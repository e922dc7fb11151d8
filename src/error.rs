//! Error types for the runtime.
//!
//! Errors are split by failure domain: [`RenderError`] covers programmer
//! errors detected during reconciliation (these are fatal and shut the
//! runtime down cleanly), [`EventError`] covers event-dispatch misses (logged
//! or surfaced, never fatal), [`PatchError`] covers malformed patch
//! application, and [`RuntimeError`] is the caller-facing union returned by
//! the `RuntimeHandle` call wrappers.

use thiserror::Error;

/// Fatal errors raised while rendering a component tree.
///
/// These indicate broken component code: hook order drift between renders,
/// a consumer without an enclosing provider, or hook state that no longer
/// holds the type the component expects. The runtime aborts the render,
/// retains the previous reconciled tree, runs cleanups, and terminates.
#[derive(Debug, Error)]
pub enum RenderError {
	/// A component rendered a different hook variant at the same index.
	#[error("hook order drift at index {index}: previous render had a {previous} hook, this render called a {current} hook")]
	HookDrift {
		/// Index of the hook within the component.
		index: usize,
		/// Variant tag recorded by the previous render.
		previous: &'static str,
		/// Variant tag of the hook called this render.
		current: &'static str,
	},

	/// A component rendered fewer hooks than the previous render.
	#[error("hook count drift: component called {current} hooks, previous render had {previous}")]
	HookCountDrift {
		/// Hook count of the previous render.
		previous: usize,
		/// Hook count of this render.
		current: usize,
	},

	/// A hook was called while no component render was in progress.
	#[error("hook called outside of a component render")]
	HookOutsideComponent,

	/// `use_consumer` found no provider for the requested key.
	#[error("no provider in scope for context key {key:?}")]
	MissingProvider {
		/// The context key the consumer asked for.
		key: String,
	},

	/// A provider value could not be downcast to the consumer's type.
	#[error("provider value for context key {key:?} has an unexpected type")]
	ProviderTypeMismatch {
		/// The context key the consumer asked for.
		key: String,
	},

	/// A dependency list changed length between renders.
	#[error("dependency list changed length between renders: {previous} -> {current}")]
	DepsLengthMismatch {
		/// Length recorded by the previous render.
		previous: usize,
		/// Length supplied this render.
		current: usize,
	},

	/// Reading a reducer model timed out.
	#[error("timed out reading reducer model")]
	ReducerTimeout,

	/// Hook state no longer matches what the component expects.
	#[error("malformed hook state: {0}")]
	MalformedHook(String),
}

/// Event-dispatch misses. These never poison the tree.
#[derive(Debug, Clone, PartialEq, Eq, Error)]
pub enum EventError {
	/// No handler with the given id exists in the current tree.
	#[error("unknown event handler id {0:?}")]
	UnknownHandler(String),

	/// No client hook with the given id exists in the current tree.
	#[error("unknown client hook id {0:?}")]
	UnknownClientHook(String),
}

/// Failures sending a rendered update to the transport.
#[derive(Debug, Error)]
pub enum UpdaterError {
	/// The transport connection is gone.
	#[error("updater connection closed")]
	Closed,

	/// The update could not be serialised or delivered.
	#[error("updater send failed: {0}")]
	Send(String),
}

/// Failures applying a patch to a reconciled tree.
#[derive(Debug, Error)]
pub enum PatchError {
	/// A child patch referenced an index with no base node.
	#[error("child patch index {index} has no base node")]
	MissingBase {
		/// The offending child index.
		index: usize,
	},

	/// The patch variant cannot be applied at this position.
	#[error("patch cannot be applied here: {0}")]
	CannotApply(&'static str),
}

/// Caller-facing errors from the `RuntimeHandle` call wrappers.
#[derive(Debug, Error)]
pub enum RuntimeError {
	/// The runtime did not reply within the call timeout.
	#[error("runtime call timed out")]
	Timeout,

	/// The runtime mailbox is closed (the actor has shut down).
	#[error("runtime has shut down")]
	Closed,

	/// The runtime hit a fatal render error.
	#[error(transparent)]
	Render(#[from] RenderError),

	/// An immediate event dispatch missed.
	#[error(transparent)]
	Event(#[from] EventError),
}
**********
▶ [Exercise requirements]:
Above are the records. Print exactly, and only, the lines from the line with "filename src/error.rs" to the line with "was in progress.", both inclusive.

▶ [Answer to the exercise]:
filename src/error.rs
//! Error types for the runtime.
//!
//! Errors are split by failure domain: [`RenderError`] covers programmer
//! errors detected during reconciliation (these are fatal and shut the
//! runtime down cleanly), [`EventError`] covers event-dispatch misses (logged
//! or surfaced, never fatal), [`PatchError`] covers malformed patch
//! application, and [`RuntimeError`] is the caller-facing union returned by
//! the `RuntimeHandle` call wrappers.

use thiserror::Error;

/// Fatal errors raised while rendering a component tree.
///
/// These indicate broken component code: hook order drift between renders,
/// a consumer without an enclosing provider, or hook state that no longer
/// holds the type the component expects. The runtime aborts the render,
/// retains the previous reconciled tree, runs cleanups, and terminates.
#[derive(Debug, Error)]
pub enum RenderError {
	/// A component rendered a different hook variant at the same index.
	#[error("hook order drift at index {index}: previous render had a {previous} hook, this render called a {current} hook")]
	HookDrift {
		/// Index of the hook within the component.
		index: usize,
		/// Variant tag recorded by the previous render.
		previous: &'static str,
		/// Variant tag of the hook called this render.
		current: &'static str,
	},

	/// A component rendered fewer hooks than the previous render.
	#[error("hook count drift: component called {current} hooks, previous render had {previous}")]
	HookCountDrift {
		/// Hook count of the previous render.
		previous: usize,
		/// Hook count of this render.
		current: usize,
	},

	/// A hook was called while no component render was in progress.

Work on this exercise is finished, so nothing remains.